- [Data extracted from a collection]

--

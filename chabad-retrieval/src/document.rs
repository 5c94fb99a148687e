//! Data types for chunks, their metadata, and search results.

use std::collections::BTreeMap;
use std::fmt;
use std::sync::LazyLock;

use regex::Regex;
use serde::{Deserialize, Serialize};

/// Marker that opens a discourse heading ("dibbur hamaschil").
const DISCOURSE_MARKER: &str = "ד״ה";

static DISCOURSE_IN_TITLE: LazyLock<Regex> =
    LazyLock::new(|| Regex::new(r"ד״ה\s*([^/]+)").expect("valid discourse regex"));

/// The identity of a [`Chunk`] within the corpus.
#[derive(Debug, Clone, PartialEq, Eq, Hash, PartialOrd, Ord, Serialize, Deserialize)]
pub struct ChunkKey {
    /// Path of the book file, relative to its collection root.
    pub source_file: String,
    /// Identifier of the chunk inside that file.
    pub chunk_id: String,
}

impl fmt::Display for ChunkKey {
    fn fmt(&self, f: &mut fmt::Formatter<'_>) -> fmt::Result {
        write!(f, "{}#{}", self.source_file, self.chunk_id)
    }
}

/// Free-form chunk metadata with typed accessors for the fields the corpus
/// is known to carry.
#[derive(Debug, Clone, Default, PartialEq, Eq, Serialize, Deserialize)]
#[serde(transparent)]
pub struct ChunkMetadata(BTreeMap<String, String>);

impl ChunkMetadata {
    /// Section fields, in the order they are consulted.
    pub const SECTION_FIELDS: [&'static str; 4] = ["seif", "perek", "farbrengen", "sicha"];

    /// Discourse-title fields, in the order they are consulted.
    pub const DISCOURSE_FIELDS: [&'static str; 3] =
        ["dibbur_hamaschil", "maamar", "discourse_title"];

    pub fn new() -> Self {
        Self::default()
    }

    pub fn insert(&mut self, key: impl Into<String>, value: impl Into<String>) {
        self.0.insert(key.into(), value.into());
    }

    /// Return the value for `key`, treating blank values as absent.
    pub fn get(&self, key: &str) -> Option<&str> {
        self.0.get(key).map(String::as_str).filter(|v| !v.trim().is_empty())
    }

    /// The section label: first non-empty of `seif`, `perek`, `farbrengen`, `sicha`.
    pub fn section_label(&self) -> Option<&str> {
        self.first_of(&Self::SECTION_FIELDS)
    }

    /// The chunk title recorded in metadata, if any.
    pub fn chunk_title(&self) -> Option<&str> {
        self.get("chunk_title")
    }

    pub fn iter(&self) -> impl Iterator<Item = (&str, &str)> {
        self.0.iter().map(|(k, v)| (k.as_str(), v.as_str()))
    }

    pub fn len(&self) -> usize {
        self.0.len()
    }

    pub fn is_empty(&self) -> bool {
        self.0.is_empty()
    }

    fn first_of(&self, fields: &[&str]) -> Option<&str> {
        fields.iter().find_map(|field| self.get(field))
    }
}

impl FromIterator<(String, String)> for ChunkMetadata {
    fn from_iter<I: IntoIterator<Item = (String, String)>>(iter: I) -> Self {
        Self(iter.into_iter().collect())
    }
}

/// The smallest retrievable unit of corpus text.
///
/// Chunks are created once when the corpus is loaded and never mutated
/// afterwards. Relevance scores live on [`SearchResult`], not here.
#[derive(Debug, Clone, Serialize, Deserialize, PartialEq)]
pub struct Chunk {
    /// Path of the book file, relative to its collection root.
    pub source_file: String,
    /// Identifier of the chunk inside its book.
    pub chunk_id: String,
    /// Section heading of the chunk.
    pub title: String,
    /// Body text with markup removed.
    pub text: String,
    /// Resolved author of the book.
    pub author: String,
    /// Name of the book (work) the chunk belongs to.
    pub work: String,
    /// Per-chunk metadata from the source document.
    #[serde(default)]
    pub metadata: ChunkMetadata,
}

impl Chunk {
    /// The deduplication key of this chunk.
    pub fn key(&self) -> ChunkKey {
        ChunkKey { source_file: self.source_file.clone(), chunk_id: self.chunk_id.clone() }
    }

    /// The discourse title (`ד״ה ...`) of the chunk.
    ///
    /// Metadata fields win; otherwise the heading is parsed out of the chunk
    /// title when it contains the discourse marker.
    pub fn discourse_title(&self) -> Option<String> {
        if let Some(title) = self.metadata.first_of(&ChunkMetadata::DISCOURSE_FIELDS) {
            return Some(title.to_string());
        }

        let title = self.metadata.chunk_title().unwrap_or(&self.title);
        if !title.contains(DISCOURSE_MARKER) {
            return None;
        }
        DISCOURSE_IN_TITLE
            .captures(title)
            .and_then(|caps| caps.get(1))
            .map(|m| m.as_str().trim())
            .filter(|heading| !heading.is_empty())
            .map(|heading| format!("{DISCOURSE_MARKER} {heading}"))
    }
}

/// A retrieved [`Chunk`] paired with a relevance score.
#[derive(Debug, Clone, Serialize, Deserialize, PartialEq)]
pub struct SearchResult {
    /// The retrieved chunk.
    pub chunk: Chunk,
    /// The relevance score for this query (higher is more relevant).
    pub score: f32,
}

impl SearchResult {
    pub fn new(chunk: Chunk, score: f32) -> Self {
        Self { chunk, score }
    }

    pub fn key(&self) -> ChunkKey {
        self.chunk.key()
    }
}

#[cfg(test)]
mod tests {
    use super::*;

    fn chunk_with(title: &str, metadata: &[(&str, &str)]) -> Chunk {
        Chunk {
            source_file: "tanya.json".into(),
            chunk_id: "1".into(),
            title: title.into(),
            text: "text".into(),
            author: "אדמו״ר הזקן".into(),
            work: "תניא".into(),
            metadata: metadata.iter().map(|(k, v)| (k.to_string(), v.to_string())).collect(),
        }
    }

    #[test]
    fn section_label_takes_first_non_empty_field() {
        let chunk = chunk_with("", &[("seif", " "), ("perek", "ג"), ("sicha", "א")]);
        assert_eq!(chunk.metadata.section_label(), Some("ג"));

        let chunk = chunk_with("", &[("farbrengen", "שבת בראשית")]);
        assert_eq!(chunk.metadata.section_label(), Some("שבת בראשית"));

        assert_eq!(chunk_with("", &[]).metadata.section_label(), None);
    }

    #[test]
    fn discourse_title_prefers_metadata() {
        let chunk = chunk_with("ד״ה באתי לגני", &[("maamar", "ד״ה ואתה תצוה")]);
        assert_eq!(chunk.discourse_title().as_deref(), Some("ד״ה ואתה תצוה"));
    }

    #[test]
    fn discourse_title_parsed_from_title() {
        let chunk = chunk_with("תש״י / ד״ה באתי לגני / פרק א", &[]);
        assert_eq!(chunk.discourse_title().as_deref(), Some("ד״ה באתי לגני"));

        assert_eq!(chunk_with("פרק א", &[]).discourse_title(), None);
    }

    #[test]
    fn key_display_joins_file_and_id() {
        let chunk = chunk_with("", &[]);
        assert_eq!(chunk.key().to_string(), "tanya.json#1");
    }
}
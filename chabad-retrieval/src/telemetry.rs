//! Logging setup for binaries and tests that embed the retriever.

use tracing_subscriber::{EnvFilter, fmt, prelude::*};

/// Filter used when `RUST_LOG` is unset or invalid.
pub const DEFAULT_FILTER: &str = "info";

/// Install a `fmt` subscriber filtered by `RUST_LOG`.
///
/// Safe to call more than once; only the first call installs a subscriber.
/// Returns `false` when a global subscriber was already set.
pub fn init_logging() -> bool {
    let filter =
        EnvFilter::try_from_default_env().unwrap_or_else(|_| EnvFilter::new(DEFAULT_FILTER));

    tracing_subscriber::registry()
        .with(fmt::layer().with_target(true))
        .with(filter)
        .try_init()
        .is_ok()
}
//! Server error types.

use thiserror::Error;
use waypoint_config::ConfigError;
use waypoint_router::RouteError;
use waypoint_telemetry::TelemetryError;

/// Errors raised while building or running a Waypoint server.
#[derive(Debug, Error)]
pub enum ServerError {
    /// The configured address is not a socket address.
    #[error("Invalid address '{addr}': {source}")]
    InvalidAddress {
        /// The configured address.
        addr: String,
        /// Parse failure.
        #[source]
        source: std::net::AddrParseError,
    },

    /// Failed to bind to the configured address.
    #[error("Failed to bind to {addr}: {source}")]
    Bind {
        /// The address that could not be bound.
        addr: std::net::SocketAddr,
        /// Underlying I/O error.
        #[source]
        source: std::io::Error,
    },

    /// I/O error during server operation.
    #[error("I/O error: {0}")]
    Io(#[from] std::io::Error),

    /// A route could not be registered.
    #[error(transparent)]
    Route(#[from] RouteError),

    /// Configuration could not be loaded.
    #[error(transparent)]
    Config(#[from] ConfigError),

    /// Logging could not be initialized.
    #[error(transparent)]
    Telemetry(#[from] TelemetryError),
}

--

- [TASK TO CARRY OUT]
The answer consists solely of the lines from the one containing "a socket address." through the last line of the data above, reproduced exactly.

- [OUTPUT BELOW]
    /// The configured address is not a socket address.
    #[error("Invalid address '{addr}': {source}")]
    InvalidAddress {
        /// The configured address.
        addr: String,
        /// Parse failure.
        #[source]
        source: std::net::AddrParseError,
    },

    /// Failed to bind to the configured address.
    #[error("Failed to bind to {addr}: {source}")]
    Bind {
        /// The address that could not be bound.
        addr: std::net::SocketAddr,
        /// Underlying I/O error.
        #[source]
        source: std::io::Error,
    },

    /// I/O error during server operation.
    #[error("I/O error: {0}")]
    Io(#[from] std::io::Error),

    /// A route could not be registered.
    #[error(transparent)]
    Route(#[from] RouteError),

    /// Configuration could not be loaded.
    #[error(transparent)]
    Config(#[from] ConfigError),

    /// Logging could not be initialized.
    #[error(transparent)]
    Telemetry(#[from] TelemetryError),
}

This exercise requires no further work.